Empire of Illusion - Chris Hedges [17]
“Sing it, girl! I just followed your voice.”
“Is it that loud?”
“Maralyn, she’s kind of like our little songbird, and our little cheerleader in our camp,” Tina says in an interview. “Maralyn and I have bonded, more so than I have with any of the other people. It might be our ages, it might just be that we kind of took up for one another.”
We see Tina and Maralyn swimming and laughing together in the river.
“Tina is a fabulous woman,” says Maralyn in an interview. “She is a star. I trust Tina the most.”
Maralyn and Tina’s tribe, Ogakor, loses an obstacle course challenge, in which all the tribe members are tethered together. If one person falls, the entire team is slowed. Mad Dog Maralyn falls several times and is hauled back to her feet by Colby, the “cowboy” from Texas.
Because they lost, the members of Ogakor must vote off one of their tribe members. The camera shows small groups of twos and threes in huddled, intense discussion.
“The mood in the camp is a very sad mood, but it’s also a very strategic mood,” says Tina. “Everyone’s thinking, ‘Who’s thinking what?’ ”
The vote is taken at dusk, in the “tribal council” area. It resembles a set from Disney World’s Adventureland. A ring of tall stone monoliths is stenciled with petroglyphs. It is lit by torches. A campfire blazes in the center of the ring. Primitive drums and flutes are heard.
The Ogakor team arrives at dusk, each holding a torch. They sit before Survivor’s host, Jeff Probst.
“So I just want to talk about a couple of big topics,” says Probst, who wears a safari outfit. “Trust. Colby, is there anyone here that you don’t trust, wouldn’t trust?”
“Sure,” says Colby.
“Tell me about that.”
“Well, I think that’s part of the game,” says Colby. “It’s way too early to tell exactly who you can trust, I think.”
“What about you, Mitchell? Would you trust everyone here for forty-two days?” asks Probst. “I think the motto is, ‘Trust no one,’” answers Mitchell. “I have a lot of faith in a good number of these people, but I couldn’t give 100 percent of my trust.”
“What about you, Mad Dog?” asks Probst. “These all your buddies?”
Maralyn looks around at her team members. “Yes,” she says unequivocally. “Yes. And, Jeff, I trust with my heart.”

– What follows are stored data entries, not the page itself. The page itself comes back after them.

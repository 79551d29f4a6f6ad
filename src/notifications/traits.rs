use chrono::{DateTime, Utc};
use serde::Serialize;
use std::future::Future;
use std::pin::Pin;

/// One reminder delivery handed to every channel.
#[derive(Debug, Clone, PartialEq, Eq, Serialize)]
pub struct Notification {
    pub reminder_id: String,
    pub message: String,
    /// Lowercase priority name (`high`, `normal`, `low`).
    pub priority: String,
    pub scheduled_time: DateTime<Utc>,
}

impl Notification {
    /// Single-line text used by channels without structured payloads.
    pub fn render(&self) -> String {
        let marker = if self.priority == "high" { "[!] " } else { "" };
        format!(
            "{marker}Reminder: {} (due {})",
            self.message,
            self.scheduled_time.format("%Y-%m-%d %H:%M UTC")
        )
    }
}

/// Delivery transport for reminders.
///
/// `Err` means the attempt failed; the daemon records it and moves on.
pub trait NotificationChannel: Send + Sync {
    /// Stable name, recorded on every notification event.
    fn name(&self) -> &str;

    fn send<'a>(
        &'a self,
        notification: &'a Notification,
        target: &'a str,
    ) -> Pin<Box<dyn Future<Output = anyhow::Result<()>> + Send + 'a>>;
}
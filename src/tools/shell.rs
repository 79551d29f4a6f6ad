use super::common::{failed_tool_result, required_str};
use super::traits::{ExecutionContext, Tool};
use super::types::ToolResult;
use serde_json::json;
use std::future::Future;
use std::pin::Pin;
use std::time::Duration;

/// Default execution time before the child is killed.
const SHELL_TIMEOUT_SECS: u64 = 60;
/// Upper bound a plan may request.
const MAX_TIMEOUT_SECS: u64 = 600;
/// Maximum captured size per stream (1 MB).
const MAX_OUTPUT_BYTES: usize = 1_048_576;
/// Environment variables passed through to commands.
/// Only functional variables, never credentials.
const SAFE_ENV_VARS: &[&str] = &[
    "PATH", "HOME", "TERM", "LANG", "LC_ALL", "LC_CTYPE", "USER", "SHELL",
];

/// Shell command execution in the workspace directory.
pub struct ShellTool;

impl ShellTool {
    pub const fn new() -> Self {
        Self
    }
}

fn truncate_stream(mut text: String, label: &str) -> String {
    if text.len() > MAX_OUTPUT_BYTES {
        text.truncate(text.floor_char_boundary(MAX_OUTPUT_BYTES));
        text.push_str(&format!("\n... [{label} truncated at 1MB]"));
    }
    text
}

impl Tool for ShellTool {
    fn name(&self) -> &str {
        "shell_command"
    }

    fn description(&self) -> &str {
        "Execute a shell command in the workspace directory"
    }

    fn parameters_schema(&self) -> serde_json::Value {
        json!({
            "type": "object",
            "properties": {
                "command": {
                    "type": "string",
                    "description": "The shell command to execute"
                },
                "timeout_secs": {
                    "type": "integer",
                    "minimum": 1,
                    "description": "Kill the command after this many seconds (default 60)"
                }
            },
            "required": ["command"],
            "additionalProperties": false
        })
    }

    fn execute<'a>(
        &'a self,
        args: serde_json::Value,
        ctx: &'a ExecutionContext,
    ) -> Pin<Box<dyn Future<Output = anyhow::Result<ToolResult>> + Send + 'a>> {
        Box::pin(async move {
            let command = required_str(&args, "command")?;
            let timeout_secs = args
                .get("timeout_secs")
                .and_then(serde_json::Value::as_u64)
                .unwrap_or(SHELL_TIMEOUT_SECS)
                .clamp(1, MAX_TIMEOUT_SECS);

            if let Err(reason) = ctx.sandbox.check_command(command) {
                return Ok(failed_tool_result(format!(
                    "blocked by security policy: {reason}"
                )));
            }

            // Scrubbed environment: only the safe variables are re-added.
            let mut cmd = tokio::process::Command::new("sh");
            cmd.arg("-c")
                .arg(command)
                .current_dir(&ctx.workspace_dir)
                .env_clear()
                .kill_on_drop(true);

            for var in SAFE_ENV_VARS {
                if let Ok(val) = std::env::var(var) {
                    cmd.env(var, val);
                }
            }

            let controlled_tmp = ctx.workspace_dir.join(".taskwarden-tmp");
            if !controlled_tmp.exists() {
                tokio::fs::create_dir_all(&controlled_tmp).await?;
                #[cfg(unix)]
                {
                    use std::os::unix::fs::PermissionsExt;
                    tokio::fs::set_permissions(
                        &controlled_tmp,
                        std::fs::Permissions::from_mode(0o700),
                    )
                    .await?;
                }
            }
            cmd.env("TMPDIR", &controlled_tmp);

            let result =
                tokio::time::timeout(Duration::from_secs(timeout_secs), cmd.output()).await;

            match result {
                Ok(Ok(output)) => {
                    let stdout =
                        truncate_stream(String::from_utf8_lossy(&output.stdout).into_owned(), "output");
                    let stderr =
                        truncate_stream(String::from_utf8_lossy(&output.stderr).into_owned(), "stderr");
                    let exit_code = output.status.code();
                    let data = json!({
                        "command": command,
                        "exit_code": exit_code,
                        "stdout": stdout,
                        "stderr": stderr,
                    });

                    Ok(ToolResult {
                        success: output.status.success(),
                        output: stdout,
                        error: if output.status.success() {
                            None
                        } else if stderr.is_empty() {
                            Some(format!("command exited with {exit_code:?}"))
                        } else {
                            Some(stderr)
                        },
                        data: Some(data),
                    })
                }
                Ok(Err(e)) => Ok(failed_tool_result(format!("Failed to execute command: {e}"))),
                Err(_) => Ok(failed_tool_result(format!(
                    "Command timed out after {timeout_secs}s and was killed"
                ))),
            }
        })
    }
}

#[cfg(test)]
mod tests {
    use super::*;
    use crate::tools::common::test_context;
    use tempfile::TempDir;

    #[test]
    fn shell_tool_name_matches_tool_kind() {
        assert_eq!(
            ShellTool::new().name(),
            crate::tools::ToolKind::ShellCommand.as_ref()
        );
    }

    #[test]
    fn shell_tool_schema_has_command() {
        let schema = ShellTool::new().parameters_schema();
        assert!(schema["properties"]["command"].is_object());
        assert!(
            schema["required"]
                .as_array()
                .unwrap()
                .contains(&json!("command"))
        );
    }

    #[tokio::test]
    async fn shell_executes_in_workspace() {
        let ws = TempDir::new().unwrap();
        std::fs::write(ws.path().join("marker.txt"), "").unwrap();

        let result = ShellTool::new()
            .execute(json!({"command": "ls"}), &test_context(ws.path()))
            .await
            .unwrap();

        assert!(result.success);
        assert!(result.output.contains("marker.txt"));
        let data = result.data.unwrap();
        assert_eq!(data["exit_code"], 0);
        assert_eq!(data["command"], "ls");
    }

    #[tokio::test]
    async fn nonzero_exit_is_failure_with_data() {
        let ws = TempDir::new().unwrap();
        let result = ShellTool::new()
            .execute(json!({"command": "echo oops >&2; exit 3"}), &test_context(ws.path()))
            .await
            .unwrap();

        assert!(!result.success);
        assert_eq!(result.error.as_deref().map(str::trim), Some("oops"));
        assert_eq!(result.data.unwrap()["exit_code"], 3);
    }

    #[tokio::test]
    async fn environment_is_scrubbed() {
        let ws = TempDir::new().unwrap();
        // SAFETY: the variable name is unique to this test.
        unsafe { std::env::set_var("TASKWARDEN_TEST_SECRET_TOKEN", "hunter2") };

        let result = ShellTool::new()
            .execute(
                json!({"command": "echo \"[$TASKWARDEN_TEST_SECRET_TOKEN]\""}),
                &test_context(ws.path()),
            )
            .await
            .unwrap();

        unsafe { std::env::remove_var("TASKWARDEN_TEST_SECRET_TOKEN") };
        assert!(result.success);
        assert_eq!(result.output.trim(), "[]");
    }

    #[tokio::test]
    async fn blocked_command_is_refused() {
        let ws = TempDir::new().unwrap();
        let result = ShellTool::new()
            .execute(json!({"command": "sudo ls"}), &test_context(ws.path()))
            .await
            .unwrap();

        assert!(!result.success);
        assert!(result.error.unwrap().contains("security policy"));
    }

    #[tokio::test]
    async fn timeout_kills_command() {
        let ws = TempDir::new().unwrap();
        let result = ShellTool::new()
            .execute(
                json!({"command": "sleep 5", "timeout_secs": 1}),
                &test_context(ws.path()),
            )
            .await
            .unwrap();

        assert!(!result.success);
        assert!(result.error.unwrap().contains("timed out"));
    }
}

“I think friendship does enter into it at some point,” says Jerri. “But I think it’s very important to keep that separate from the game. It’s two totally different things. And that’s where it gets tricky.” Jerri will say later, as she casts her vote, “This is probably one of the most difficult things for me to do right now. It’s purely strategic, it’s nothing personal. I am going to miss you dearly.”
“Jeff,” Maralyn breaks in. “I’m conjoined with Tina. She is a constellation. And, the cowboy [Colby]! The poor cowboy has dragged me around so many times [during the obstacle course challenge]. I appreciate it.”
“I’d do it again,” laughs Colby broadly.
“Hey, you hear that? He’d do it again!” says Maralyn.
It is time to vote. Each team member walks up a narrow bridge lit by flaring torches, again looking like something out of Disney’s Enchanted Tiki Room, made of twisted logs lashed with vines, to a stone table. They write the name of the person they want to eliminate and put it in a cask with aboriginal carvings. Most of the votes are kept anonymous, the camera panning away as each person writes. But as Tina, Mad Dog Maralyn’s best friend and “constellation,” casts her vote, she shows us her ballot: Mad Dog. “Mad Dog, I love you,” she says to the camera, “I value your friendship more than anything. This vote has everything to do with a promise I made, it has nothing to do with you. I hope you’ll understand.” She folds her vote and puts it in the cask.